When a large group of people settles in a foreign country it tends initially to accentuate its roots in an attempt to stave off cultural entropy. Smaller groups, like the Vikings who settled in Normandy, let go more quickly. Dudo tells us that William Longsword had to send his son Richard to Bayeux to learn the Danish tongue, since the language was no longer spoken in the area around Rouen; although this is generally regarded as, at best, an exaggeration, the linguistic position of those in Normandy was unlike that of their fellow-Scandinavians in the colonies of the Danelaw across the Channel, where the native and immigrant languages resembled one another closely enough for a fusion of the two to evolve. Mutual incomprehen sibility must have hastened the demise of the spoken Scandinavian languages in Normandy, much as it did among the Kievan Rus, another warrior aristocracy who settled in a minority in a linguistically remote community.
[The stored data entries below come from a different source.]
#[cfg(test)]
mod test {
    use super::*;
    use crate::client::CallOptions;
    use crate::client::name_resolution::{
        Endpoint, ResolverBuilder, TCP_IP_NETWORK_TYPE,
    };
    use crate::client::service_config::ServiceConfig;
    use crate::client::transport::ConnectedTransport;
    use crate::service::Service;
    use std::collections::HashMap;
    use std::sync::LazyLock;
    use std::time::Duration;
    use tokio::sync::oneshot;
    use tokio_stream::StreamExt;
    use tonic::async_trait;

    // ---- A resolver whose updates the test scripts by hand. ----

    struct FakeResolverEntry {
        listener: Option<Arc<dyn ResolverListener>>,
        resolve_now_count: usize,
    }

    static FAKE_RESOLVERS: LazyLock<Mutex<HashMap<String, FakeResolverEntry>>> =
        LazyLock::new(|| Mutex::new(HashMap::new()));

    struct FakeResolverBuilder;

    impl ResolverBuilder for FakeResolverBuilder {
        fn build(
            &self,
            target: &Target,
            listener: Arc<dyn ResolverListener>,
            _options: ResolverOptions,
        ) -> Box<dyn Resolver> {
            let path = target.path().to_string();
            FAKE_RESOLVERS.lock().unwrap().insert(
                path.clone(),
                FakeResolverEntry {
                    listener: Some(listener),
                    resolve_now_count: 0,
                },
            );
            Box::new(FakeResolver { path })
        }

        fn scheme(&self) -> &'static str {
            "fake"
        }

        fn is_valid_uri(&self, _target: &Target) -> bool {
            true
        }
    }

    struct FakeResolver {
        path: String,
    }

    impl Resolver for FakeResolver {
        fn resolve_now(&mut self) {
            if let Some(entry) = FAKE_RESOLVERS.lock().unwrap().get_mut(&self.path) {
                entry.resolve_now_count += 1;
            }
        }
    }

    impl Drop for FakeResolver {
        fn drop(&mut self) {
            FAKE_RESOLVERS.lock().unwrap().remove(&self.path);
        }
    }

    fn reg_fake_resolver() {
        static ONCE: std::sync::Once = std::sync::Once::new();
        ONCE.call_once(|| global_registry().add_builder(FakeResolverBuilder));
    }

    fn deliver(path: &str, update: ResolverUpdate) {
        let listener = FAKE_RESOLVERS
            .lock()
            .unwrap()
            .get_mut(path)
            .expect("resolver not built yet")
            .listener
            .clone();
        listener.unwrap().on_update(update).unwrap();
    }

    fn resolve_now_count(path: &str) -> usize {
        FAKE_RESOLVERS
            .lock()
            .unwrap()
            .get(path)
            .map(|entry| entry.resolve_now_count)
            .unwrap_or(0)
    }

    // ---- A transport whose backends echo their own address. ----

    struct EchoTransport {
        /// Addresses that refuse connections.
        refused: Vec<String>,
    }

    struct EchoService {
        address: String,
    }

    #[async_trait]
    impl Service for EchoService {
        async fn call(&self, _request: Request) -> Result<Response, Status> {
            let mut headers = MetadataMap::new();
            headers.insert("backend", self.address.parse().unwrap());
            Ok(Response {
                headers,
                messages: Box::pin(tokio_stream::once(Ok(bytes::Bytes::from_static(b"ok")))),
            })
        }
    }

    #[async_trait]
    impl Transport for EchoTransport {
        async fn connect(
            &self,
            address: String,
            _runtime: Arc<dyn Runtime>,
        ) -> Result<ConnectedTransport, String> {
            if self.refused.contains(&address) {
                return Err(format!("{address} refused the connection"));
            }
            let (_tx, rx) = oneshot::channel();
            // The sender leaks into the service so the connection stays up
            // for the duration of the test.
            let service = Arc::new(EchoServiceWithHandle {
                inner: EchoService {
                    address: address.clone(),
                },
                _keepalive: _tx,
            });
            Ok(ConnectedTransport {
                service,
                disconnection_listener: rx,
            })
        }
    }

    struct EchoServiceWithHandle {
        inner: EchoService,
        _keepalive: oneshot::Sender<Result<(), String>>,
    }

    #[async_trait]
    impl Service for EchoServiceWithHandle {
        async fn call(&self, request: Request) -> Result<Response, Status> {
            self.inner.call(request).await
        }
    }

    fn options_with_transport(refused: &[&str]) -> ChannelOptions {
        let mut options = ChannelOptions::default();
        options.transport = Some(Arc::new(EchoTransport {
            refused: refused.iter().map(|s| s.to_string()).collect(),
        }));
        options
    }

    fn endpoints(addresses: &[&str]) -> Vec<Endpoint> {
        addresses
            .iter()
            .map(|a| {
                Endpoint::new(vec![Address {
                    network_type: TCP_IP_NETWORK_TYPE,
                    address: a.to_string(),
                    ..Default::default()
                }])
            })
            .collect()
    }

    fn backend_of(response: &Response) -> String {
        response
            .headers
            .get("backend")
            .unwrap()
            .to_str()
            .unwrap()
            .to_string()
    }

    async fn call_with_deadline(
        channel: &Channel,
        deadline: Option<Duration>,
    ) -> Result<Response, Status> {
        let mut request = Request::new("/echo.Echo/Call");
        request.options = CallOptions {
            deadline: deadline.map(|d| Instant::now() + d),
            ..Default::default()
        };
        channel.call(request).await
    }

    #[tokio::test]
    async fn call_flows_end_to_end_with_default_policy() {
        reg_fake_resolver();
        let channel = Channel::new("fake:///e2e", options_with_transport(&[]));
        // Activate so the resolver is built, then feed it addresses.
        assert_eq!(channel.state(true), ConnectivityState::Connecting);
        deliver(
            "/e2e",
            ResolverUpdate {
                endpoints: Ok(endpoints(&["a:443"])),
                ..Default::default()
            },
        );

        let response = call_with_deadline(&channel, Some(Duration::from_secs(5)))
            .await
            .unwrap();
        assert_eq!(backend_of(&response), "a:443");
        let body: Vec<_> = response.messages.collect().await;
        assert_eq!(body.len(), 1);
        assert_eq!(channel.state(false), ConnectivityState::Ready);
        channel.shutdown();
    }

    #[tokio::test]
    async fn buffered_call_completes_after_late_resolution() {
        reg_fake_resolver();
        let channel = Channel::new("fake:///late", options_with_transport(&[]));
        assert_eq!(channel.state(true), ConnectivityState::Connecting);

        let pending = {
            let channel = channel.clone();
            tokio::spawn(
                async move { call_with_deadline(&channel, Some(Duration::from_secs(5))).await },
            )
        };
        // Give the call time to park on the queueing picker.
        tokio::time::sleep(Duration::from_millis(50)).await;
        assert!(!pending.is_finished());

        deliver(
            "/late",
            ResolverUpdate {
                endpoints: Ok(endpoints(&["a:443"])),
                ..Default::default()
            },
        );
        let response = pending.await.unwrap().unwrap();
        assert_eq!(backend_of(&response), "a:443");
        channel.shutdown();
    }

    #[tokio::test]
    async fn queued_call_fails_at_its_deadline() {
        reg_fake_resolver();
        let channel = Channel::new("fake:///deadline", options_with_transport(&[]));
        assert_eq!(channel.state(true), ConnectivityState::Connecting);

        // No resolution ever arrives; the call must die on its own clock.
        let status = call_with_deadline(&channel, Some(Duration::from_millis(100)))
            .await
            .unwrap_err();
        assert_eq!(status.code(), tonic::Code::DeadlineExceeded);
        channel.shutdown();
    }

    #[tokio::test]
    async fn round_robin_config_spreads_calls_across_backends() {
        reg_fake_resolver();
        let channel = Channel::new("fake:///rr", options_with_transport(&[]));
        assert_eq!(channel.state(true), ConnectivityState::Connecting);

        let service_config =
            ServiceConfig::parse(r#"{"loadBalancingConfig": [{"round_robin": {}}]}"#).unwrap();
        deliver(
            "/rr",
            ResolverUpdate {
                endpoints: Ok(endpoints(&["a:443", "b:443"])),
                service_config: Ok(Some(service_config)),
                ..Default::default()
            },
        );

        let mut backends = std::collections::HashSet::new();
        for _ in 0..10 {
            let response = call_with_deadline(&channel, Some(Duration::from_secs(5)))
                .await
                .unwrap();
            backends.insert(backend_of(&response));
        }
        assert_eq!(backends.len(), 2, "calls must reach both backends");
        channel.shutdown();
    }

    #[tokio::test]
    async fn resolver_error_fails_calls_and_triggers_reresolution() {
        reg_fake_resolver();
        let channel = Channel::new("fake:///err", options_with_transport(&[]));
        assert_eq!(channel.state(true), ConnectivityState::Connecting);

        deliver(
            "/err",
            ResolverUpdate {
                endpoints: Err("dns exploded".to_string()),
                ..Default::default()
            },
        );

        let status = call_with_deadline(&channel, Some(Duration::from_secs(5)))
            .await
            .unwrap_err();
        assert_eq!(status.code(), tonic::Code::Unavailable);
        assert!(status.message().contains("dns exploded"));
        channel.shutdown();
    }

    #[tokio::test]
    async fn empty_address_list_requests_reresolution() {
        reg_fake_resolver();
        let channel = Channel::new("fake:///empty", options_with_transport(&[]));
        assert_eq!(channel.state(true), ConnectivityState::Connecting);

        deliver(
            "/empty",
            ResolverUpdate {
                endpoints: Ok(vec![]),
                ..Default::default()
            },
        );
        // The policy rejects the empty list and asks for a fresh
        // resolution immediately.
        tokio::time::sleep(Duration::from_millis(100)).await;
        assert!(resolve_now_count("/empty") >= 1);
        channel.shutdown();
    }

    #[tokio::test]
    async fn failed_backend_is_avoided_under_round_robin() {
        reg_fake_resolver();
        let channel = Channel::new("fake:///partial", options_with_transport(&["b:443"]));
        assert_eq!(channel.state(true), ConnectivityState::Connecting);

        let service_config =
            ServiceConfig::parse(r#"{"loadBalancingConfig": [{"round_robin": {}}]}"#).unwrap();
        deliver(
            "/partial",
            ResolverUpdate {
                endpoints: Ok(endpoints(&["a:443", "b:443"])),
                service_config: Ok(Some(service_config)),
                ..Default::default()
            },
        );

        // b never connects; every call lands on a.
        for _ in 0..5 {
            let response = call_with_deadline(&channel, Some(Duration::from_secs(5)))
                .await
                .unwrap();
            assert_eq!(backend_of(&response), "a:443");
        }
        channel.shutdown();
    }

    #[tokio::test]
    async fn shutdown_fails_pending_and_future_calls() {
        reg_fake_resolver();
        let channel = Channel::new("fake:///bye", options_with_transport(&[]));
        assert_eq!(channel.state(true), ConnectivityState::Connecting);

        let pending = {
            let channel = channel.clone();
            tokio::spawn(
                async move { call_with_deadline(&channel, Some(Duration::from_secs(5))).await },
            )
        };
        tokio::time::sleep(Duration::from_millis(50)).await;
        channel.shutdown();

        let status = pending.await.unwrap().unwrap_err();
        assert_eq!(status.code(), tonic::Code::Unavailable);
        let status = call_with_deadline(&channel, Some(Duration::from_secs(5)))
            .await
            .unwrap_err();
        assert_eq!(status.code(), tonic::Code::Unavailable);
    }

    #[tokio::test]
    async fn wait_for_ready_outlives_failing_pickers() {
        reg_fake_resolver();
        let channel = Channel::new("fake:///wfr", options_with_transport(&[]));
        assert_eq!(channel.state(true), ConnectivityState::Connecting);

        // Leave the channel with a failing picker.
        deliver(
            "/wfr",
            ResolverUpdate {
                endpoints: Err("nothing yet".to_string()),
                ..Default::default()
            },
        );

        // A wait-for-ready call rides out the failure instead of
        // terminating on it, and only its deadline can end it.
        let mut request = Request::new("/echo.Echo/Call");
        request.options = CallOptions {
            deadline: Some(Instant::now() + Duration::from_millis(200)),
            wait_for_ready: true,
            ..Default::default()
        };
        let status = channel.call(request).await.unwrap_err();
        assert_eq!(status.code(), tonic::Code::DeadlineExceeded);

        // Whereas a recovered channel completes such a call.
        let pending = {
            let channel = channel.clone();
            tokio::spawn(async move {
                let mut request = Request::new("/echo.Echo/Call");
                request.options = CallOptions {
                    deadline: Some(Instant::now() + Duration::from_secs(5)),
                    wait_for_ready: true,
                    ..Default::default()
                };
                channel.call(request).await
            })
        };
        tokio::time::sleep(Duration::from_millis(50)).await;
        deliver(
            "/wfr",
            ResolverUpdate {
                endpoints: Ok(endpoints(&["a:443"])),
                ..Default::default()
            },
        );
        let response = pending.await.unwrap().unwrap();
        assert_eq!(backend_of(&response), "a:443");
        channel.shutdown();
    }

    #[tokio::test]
    async fn unknown_scheme_fails_calls() {
        let channel = Channel::new("bogus:///nope", ChannelOptions::default());
        let status = call_with_deadline(&channel, Some(Duration::from_millis(200)))
            .await
            .unwrap_err();
        assert_eq!(status.code(), tonic::Code::Unavailable);
        assert!(status.message().contains("no name resolver"));
    }
}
But even though they had traded in their longships for horses, the Normandy Vikings retained a number of their cultural traditions. While slavery was being replaced in other parts of the Carolingian empire by serfdom, the colonists in Normandy developed Rouen as an important centre for the trading of slaves. The trade brought such prosperity to the region that it was still thriving at the end of the eleventh century, occasioning a rebuke from the Lombard cleric Lanfranc to his master, William the Conqueror, and a request that he forbid slavery throughout his territories.

There are many possible suggestions for a date at which the assimilation process could be said to have advanced so far that it is no longer meaningful to refer to the Normans as Vikings and to look for Scandinavian elements in their cultural manifestations. Olav Haraldson, the future saint-king of Norway, was baptized at Rouen in 1013, the last Norwegian king to visit the duchy; and those soldiers from Normandy who fought beside the Dublin king Sihtric Silkbeard at the Battle of Clontarf in 1014 were the last to do so in a Scandinavian cause. As late as 1025, the court of Richard II at Rouen received a visit from Olav Haraldson’s court poet, Sigvat, who may have done what skalds do and composed praise poetry for his host in return for honour and gifts. Richard II, known as ‘the Good’, was the first of the Norman rulers to use the title ‘duke’, which he did from 1006. Perhaps the clearest sign of the irrevocable transition from Viking to Norman is the history his father asked Dudo of St Quentin to write in 994. It must have been among the last acts of Richard I, and there is profound significance in the fact that he chose to have his family remembered in prose, on parchment and in Latin and not, as his forefathers would have done, in verse, on stone and in Old Norse.